Replicating this adaptability in synthetic materials would open the door to devices that shift between soft and rigid on command, from medical implants that match changing tissue conditions to soft robots that stiffen when they need to bear a load. Achieving that in practice, however, has proved difficult. Although researchers have made progress developing stimuli-responsive hydrogels with adaptive mechanical behavior, most of these materials remain limited in how dramatically they can change.
Thermal-hardening hydrogels offer one route toward this goal. These water-rich polymer networks stiffen when heated, reversing the usual expectation that materials soften at elevated temperatures. Previous versions relied on physical mechanisms: hydrophobic association, thermally induced phase separation, or ion coordination between polymer chains. These strategies produced measurable stiffening, but the reinforcement was reversible and purely physical.
A study published in Advanced Materials (“Disulfide‐Mediated Confinement Assembly Enabling Thermal‐Hyperhardening Hydrogels via Phase Evolution”) reports a hydrogel that surpasses this performance limit using what the researchers term disulfide-mediated confinement assembly. The team incorporated thioctate into poly(acrylic acid) networks crosslinked with calcium ions. Thioctate derives from thioctic acid, a naturally occurring sulfur-containing compound also known as lipoic acid. Its key feature is a five-membered ring containing a disulfide bond, a sulfur-sulfur linkage whose inherent ring strain makes it reactive under the right conditions.
The resulting hydrogel transitions from a soft, moldable gel to a rigid, glassy material upon heating, with a 27,000-fold increase in stiffness. Its elastic modulus, a measure of how strongly a material resists deformation, rises from 800 pascals to 22 million pascals.
In practical terms, a half-gram sample that initially collapsed under a 200 g weight could support 2 kg after thermal treatment. No previously reported thermal-hardening hydrogel has approached this magnitude of mechanical change.
Schematic diagram of disulfide-mediate confinement polymerization of amphiphilic 1,2-dithiolane, and the hardening and relaxation mechanism of the PAA-TA hydrogel networks. (Image: Reproduced with permission from Wiley-VCH Verlag) (click on image to enlarge)
The hardening unfolds through a multi-step phase evolution. At room temperature, the dithiolane units sit dispersed within calcium thioctate clusters that act as weak physical crosslinks, and the hydrogel stretches more than 14-fold without fracture. Heating drives hydrophobic aggregation of these units, concentrating them into dense domains with dramatically increased local monomer density.

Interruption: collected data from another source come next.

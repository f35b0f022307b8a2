//! Relic index: the immutable snapshot of drop tables and market data
//!
//! An index is built once by the ingestion tooling and stored as gzip
//! compressed JSON with the keys `relics`, `prices`, `ducats`,
//! `required_count`, `non_vaulted` and `types`. All queries and
//! calculations read from a shared `&RelicIndex`.

use flate2::read::GzDecoder;
use flate2::write::GzEncoder;
use flate2::Compression;
use serde::{Deserialize, Serialize};
use std::collections::{BTreeMap, HashMap};
use std::fs;
use std::io::Write;
use std::path::Path;

use crate::chance::TierCode;
use crate::error::EngineError;

const GZIP_MAGIC: [u8; 2] = [0x1F, 0x8B];

/// Item name → tier code for one relic
pub type RelicDrops = BTreeMap<String, TierCode>;

/// Loaded relic and market data
#[derive(Debug, Clone, Default, PartialEq, Serialize, Deserialize)]
pub struct RelicIndex {
    /// Relic name (e.g. "Axi A1") → drop table
    pub relics: BTreeMap<String, RelicDrops>,
    /// Item or set name → market price
    pub prices: HashMap<String, f64>,
    /// Item name → ducat value
    #[serde(default)]
    pub ducats: HashMap<String, u32>,
    /// Part name → number needed to craft its set (only when > 1)
    #[serde(default)]
    pub required_count: HashMap<String, u32>,
    /// Relics currently in the drop tables
    #[serde(default)]
    pub non_vaulted: Vec<String>,
    /// Set name → item type ("Warframes", "Primary", ...)
    #[serde(default)]
    pub types: HashMap<String, String>,
}

impl RelicIndex {
    /// Load an index file, gzip compressed or plain JSON
    pub fn load<P: AsRef<Path>>(path: P) -> Result<Self, EngineError> {
        let bytes = fs::read(path)?;
        Self::from_bytes(&bytes)
    }

    /// Parse index bytes, detecting gzip by its magic number
    pub fn from_bytes(bytes: &[u8]) -> Result<Self, EngineError> {
        let index: RelicIndex = if bytes.starts_with(&GZIP_MAGIC) {
            serde_json::from_reader(GzDecoder::new(bytes))?
        } else {
            serde_json::from_slice(bytes)?
        };

        tracing::debug!(
            relics = index.relics.len(),
            prices = index.prices.len(),
            "loaded relic index"
        );

        Ok(index)
    }

    /// Serialize as gzip compressed JSON
    pub fn to_gzip_bytes(&self) -> Result<Vec<u8>, EngineError> {
        let json = serde_json::to_vec(self)?;
        let mut encoder = GzEncoder::new(Vec::new(), Compression::default());
        encoder.write_all(&json)?;
        Ok(encoder.finish()?)
    }

    /// Write the index as gzip compressed JSON
    pub fn save<P: AsRef<Path>>(&self, path: P) -> Result<(), EngineError> {
        let path = path.as_ref();
        if let Some(parent) = path.parent() {
            if !parent.as_os_str().is_empty() {
                fs::create_dir_all(parent)?;
            }
        }
        fs::write(path, self.to_gzip_bytes()?)?;
        Ok(())
    }
}

#[cfg(test)]
mod tests {
    use super::*;

    const SAMPLE: &str = r#"{
        "relics": {"Axi A1": {"Akstiletto Prime Barrel": 2, "Forma Blueprint": 21}},
        "prices": {"Akstiletto Prime Barrel": 12.5},
        "ducats": {"Akstiletto Prime Barrel": 45},
        "required_count": {},
        "non_vaulted": ["Axi A1"]
    }"#;

    #[test]
    fn test_plain_json() {
        let index = RelicIndex::from_bytes(SAMPLE.as_bytes()).unwrap();
        assert_eq!(index.relics["Axi A1"]["Forma Blueprint"], TierCode(21));
        assert_eq!(index.prices["Akstiletto Prime Barrel"], 12.5);
        assert!(index.types.is_empty());
    }

    #[test]
    fn test_optional_keys_default() {
        let index = RelicIndex::from_bytes(br#"{"relics": {}, "prices": {}}"#).unwrap();
        assert!(index.ducats.is_empty());
        assert!(index.non_vaulted.is_empty());
    }

    #[test]
    fn test_gzip_file_roundtrip() -> anyhow::Result<()> {
        let index = RelicIndex::from_bytes(SAMPLE.as_bytes())?;
        let dir = tempfile::tempdir()?;
        let path = dir.path().join("index").join("index.json.gz");

        index.save(&path)?;
        let raw = fs::read(&path)?;
        assert!(raw.starts_with(&GZIP_MAGIC));

        let loaded = RelicIndex::load(&path)?;
        assert_eq!(loaded, index);
        Ok(())
    }

    #[test]
    fn test_invalid_json() {
        let err = RelicIndex::from_bytes(b"not json").unwrap_err();
        assert!(matches!(err, EngineError::Json(_)));
    }
}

At these elevated concentrations, the strained five-membered rings break open and link together through ring-opening polymerization, a process in which cyclic monomers join end-to-end into long chains. This converts the physically associated clusters into covalently crosslinked poly(disulfide) microspheres.
At the same time, the coordination bonds between calcium ions and carboxyl groups on the polymer chains reconstruct into a tighter arrangement. These metal-mediated bridges shift from a weak, dispersed state to a strong, compact one. Together, these processes transform the hydrogel into a glass-like solid in under 30 seconds at 90 °C.
The critical question was whether the dithiolane rings actually opened and polymerized, or whether the stiffening arose from physical compaction alone. The evidence pointed clearly to chemical transformation. After heating, spectral signatures of linear disulfide bonds appeared where only cyclic monomers had existed before. The characteristic vibration of the intact dithiolane ring vanished within the 50 to 60 °C hardening window, replaced by broadened signals consistent with poly(disulfide) chains locked in confined states.
Tracking the temporal order of molecular events revealed that weak coordination bonds broke first, freeing the dithiolane units to aggregate and polymerize, after which stronger coordination bonds formed in the densified network. This sequence held consistently across multiple analytical methods.
An equally important question was the role of water. Hydrogels are, by definition, water-rich, so heating might simply boil the water away, leaving behind a dry, rigid residue. That turned out not to be the case. Total water content dropped only slightly after thermal treatment, from 47.5 % to 44.1 %.
What changed was not the amount of water but where it sat. The initially continuous water phase fractured into isolated pockets trapped within micron-sized cavities, while the surrounding polymer matrix tightened and densified. The water remained in the material but lost its ability to soften the network.
Composition tuning proved essential for maximizing performance. Too little thioctate failed to reach the aggregation threshold needed for a full glassy transition. Too much introduced excess hydrophilic sodium thioctate that retained water in the network, diminishing the hardening effect. The optimal formulation delivered the maximum 27,000-fold stiffness increase, with nanoscale measurements confirming a local modulus of approximately 2.4 gigapascals on the hardened surface.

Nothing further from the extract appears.